What’s Next?  No specific plans as yet, though I’ll continue to keep my eyes open for opportunities to reclaim bits and pieces of my digital identity where I can.  I tried a few different self-hosted to-do lists, but they’ve all been missing one or more of the key features I find so valuable in ToodleDo, so I’m staying there for now.

I am intrigued by Reclaim Hosting, and plan to investigate them as an alternative to my current webhosting service – which I must confess has been quite satisfactory as far as customer service is concerned, but I like Reclaim’s connection to and roots in the education community.  I am also drawn to supporting small businesses whenever possible (it also doesn’t hurt that Reclaim’s hosting package costs a fraction of what I currently pay), so this seems like a potential win-win.

Summer is a perfect time for me to tinker and explore this sort of thing, so I will gladly take any suggestions you have about alternative services.  Please feel free to share!

Taking Back My Data with #ProjectReclaim

In my ongoing effort to consider my digital identity and all that it entails (including, but not limited to, privacy and control over my data), I’ve been migrating some of my cloud-hosted services over to my self-hosted domain.  This process started in 2008, when I moved this blog from Edublogs to a self-hosted WordPress installation, then continued in 2009, when I moved my online professional portfolio from Wikidot to another self-hosted WordPress site.  That was about it until fairly recently, when I began exploring free and/or open-source alternatives to some popular cloud services.

Unbeknownst to me then (but beknownst to me now), I wasn’t alone in my thinking.  This was/is part of a larger online movement called Project Reclaim (more on this later).

Anyone who uses cloud services – especially free ones – assumes a certain level of risk that the service will one day disappear.  I’ve lost count of the number of services I’ve used that no longer exist (e.g., Quillpill, MyEmailReminders, PingMe), but they were all replaced easily enough.  The one that really impacted me (and many others) was Google’s decision to pull the plug on its RSS app, Reader.  I used Feedly for a while after that, and while I had no real complaint with the service, it always irked me a bit that I might lose access – yet again – to an app that was a major part of how I consume and share information.
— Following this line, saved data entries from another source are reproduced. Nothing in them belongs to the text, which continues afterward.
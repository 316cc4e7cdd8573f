// File: ./src/model/mod.rs
// Aggregates the split model files
pub mod item;

// Re-export so code can keep using `crate::model::Task`
pub use item::Task;
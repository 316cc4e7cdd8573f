use crate::tui::state::{AppState, InputMode};
use ratatui::{
    Frame,
    layout::{Alignment, Constraint, Direction, Layout, Rect},
    style::{Color, Modifier, Style},
    text::{Line, Span},
    widgets::{Block, Borders, Clear, List, ListItem, Paragraph, Wrap},
};

pub fn draw(f: &mut Frame, state: &mut AppState) {
    let chunks = Layout::default()
        .direction(Direction::Vertical)
        .constraints([Constraint::Min(0), Constraint::Length(3)].as_ref())
        .split(f.area());

    // --- Task List ---
    let items: Vec<ListItem> = state
        .store
        .tasks()
        .iter()
        .map(|t| {
            let checkbox = if t.completed { "[x]" } else { "[ ]" };
            let mut style = Style::default().fg(Color::White);
            if t.completed {
                style = Style::default()
                    .fg(Color::DarkGray)
                    .add_modifier(Modifier::CROSSED_OUT);
            }
            if t.editing {
                style = style.fg(Color::Magenta).add_modifier(Modifier::ITALIC);
            }
            let marker = if t.editing { " (editing)" } else { "" };
            let line = format!("{} {}{}", checkbox, t.text, marker);
            ListItem::new(Line::from(vec![Span::styled(line, style)]))
        })
        .collect();

    let title = format!(" Todos ({}) ", state.store.tasks().len());
    let list = List::new(items)
        .block(Block::default().borders(Borders::ALL).title(title))
        .highlight_style(
            Style::default()
                .add_modifier(Modifier::BOLD)
                .bg(Color::DarkGray),
        );
    f.render_stateful_widget(list, chunks[0], &mut state.list_state);

    // --- Footer / Input ---
    let footer_area = chunks[1];
    match state.mode {
        InputMode::Creating | InputMode::Editing => {
            let (title, prefix, color) = match state.mode {
                InputMode::Editing => (" Edit Todo ", "> ", Color::Magenta),
                _ => (" New Todo ", "> ", Color::Yellow),
            };
            let input = Paragraph::new(format!("{}{}", prefix, state.input_buffer))
                .style(Style::default().fg(color))
                .block(Block::default().borders(Borders::ALL).title(title));
            f.render_widget(input, footer_area);
            let cursor_x =
                footer_area.x + 1 + prefix.chars().count() as u16 + state.cursor_position as u16;
            let cursor_y = footer_area.y + 1;
            f.set_cursor_position((cursor_x, cursor_y));
        }
        InputMode::Normal => {
            let f_chunks = Layout::default()
                .direction(Direction::Horizontal)
                .constraints([Constraint::Percentage(50), Constraint::Percentage(50)])
                .split(footer_area);
            let status = Paragraph::new(state.message.clone())
                .style(Style::default().fg(Color::Cyan))
                .block(
                    Block::default()
                        .borders(Borders::LEFT | Borders::TOP | Borders::BOTTOM)
                        .title(" Status "),
                );
            let help_text = "a:Add | e:Edit | Space:Done | d:Del | q:Quit";
            let help = Paragraph::new(help_text)
                .style(Style::default().fg(Color::DarkGray))
                .alignment(Alignment::Right)
                .block(
                    Block::default()
                        .borders(Borders::RIGHT | Borders::TOP | Borders::BOTTOM)
                        .title(" Actions "),
                );
            f.render_widget(status, f_chunks[0]);
            f.render_widget(help, f_chunks[1]);
        }
    }

    // --- Dialogs (drawn last, on top; notice wins over the delete prompt) ---
    if let Some(notice) = state.store.notice() {
        draw_notice(f, notice);
    } else if state.store.pending_delete().is_some() {
        draw_confirm_delete(f);
    }
}

fn draw_notice(f: &mut Frame, notice: &str) {
    let area = centered_rect(f.area(), 60, 25);
    f.render_widget(Clear, area);
    let text = vec![
        Line::from(""),
        Line::from(notice),
        Line::from(""),
        Line::from(Span::styled(
            "Press Enter to close",
            Style::default().fg(Color::DarkGray),
        )),
    ];
    let dialog = Paragraph::new(text)
        .alignment(Alignment::Center)
        .wrap(Wrap { trim: true })
        .block(
            Block::default()
                .borders(Borders::ALL)
                .title(" Notice ")
                .border_style(Style::default().fg(Color::Yellow)),
        );
    f.render_widget(dialog, area);
}

fn draw_confirm_delete(f: &mut Frame) {
    let area = centered_rect(f.area(), 50, 25);
    f.render_widget(Clear, area);
    let text = vec![
        Line::from(""),
        Line::from("Are you sure you want to delete this todo?"),
        Line::from(""),
        Line::from(vec![
            Span::styled(
                "y",
                Style::default()
                    .fg(Color::Green)
                    .add_modifier(Modifier::BOLD),
            ),
            Span::raw(": OK   "),
            Span::styled(
                "n",
                Style::default().fg(Color::Red).add_modifier(Modifier::BOLD),
            ),
            Span::raw(": Cancel"),
        ]),
    ];
    let dialog = Paragraph::new(text)
        .alignment(Alignment::Center)
        .wrap(Wrap { trim: true })
        .block(
            Block::default()
                .borders(Borders::ALL)
                .title(" Delete ")
                .border_style(Style::default().fg(Color::Red)),
        );
    f.render_widget(dialog, area);
}

fn centered_rect(area: Rect, width_percent: u16, height_percent: u16) -> Rect {
    let vertical = Layout::default()
        .direction(Direction::Vertical)
        .constraints([
            Constraint::Percentage((100 - height_percent) / 2),
            Constraint::Percentage(height_percent),
            Constraint::Percentage((100 - height_percent) / 2),
        ])
        .split(area);
    Layout::default()
        .direction(Direction::Horizontal)
        .constraints([
            Constraint::Percentage((100 - width_percent) / 2),
            Constraint::Percentage(width_percent),
            Constraint::Percentage((100 - width_percent) / 2),
        ])
        .split(vertical[1])[1]
}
That, coupled with the desire to start tinkering a bit and using all the hosting I was paying for anyway, led me to seek out some alternatives to the free cloud-based services I enjoyed, but feared losing.  I’ll detail some specific examples in my next post, but for readers who are thinking along the same lines, I recommend checking out OSALT and AlternativeTo; these sites are wonderful directories for searching for alternative services and applications of all types.

While I realize that I’m still very much at the mercy of my webhost, my hope is that the more services I can maintain “in house”, as it were, the more control I can exercise over my information consumption and sharing, and the less I am at the whim of external forces.

Further reading: Boon Gorges wrote the original Project Reclaim posts; Doug Belshaw has a series of blog posts on his personal Project Reclaim as well.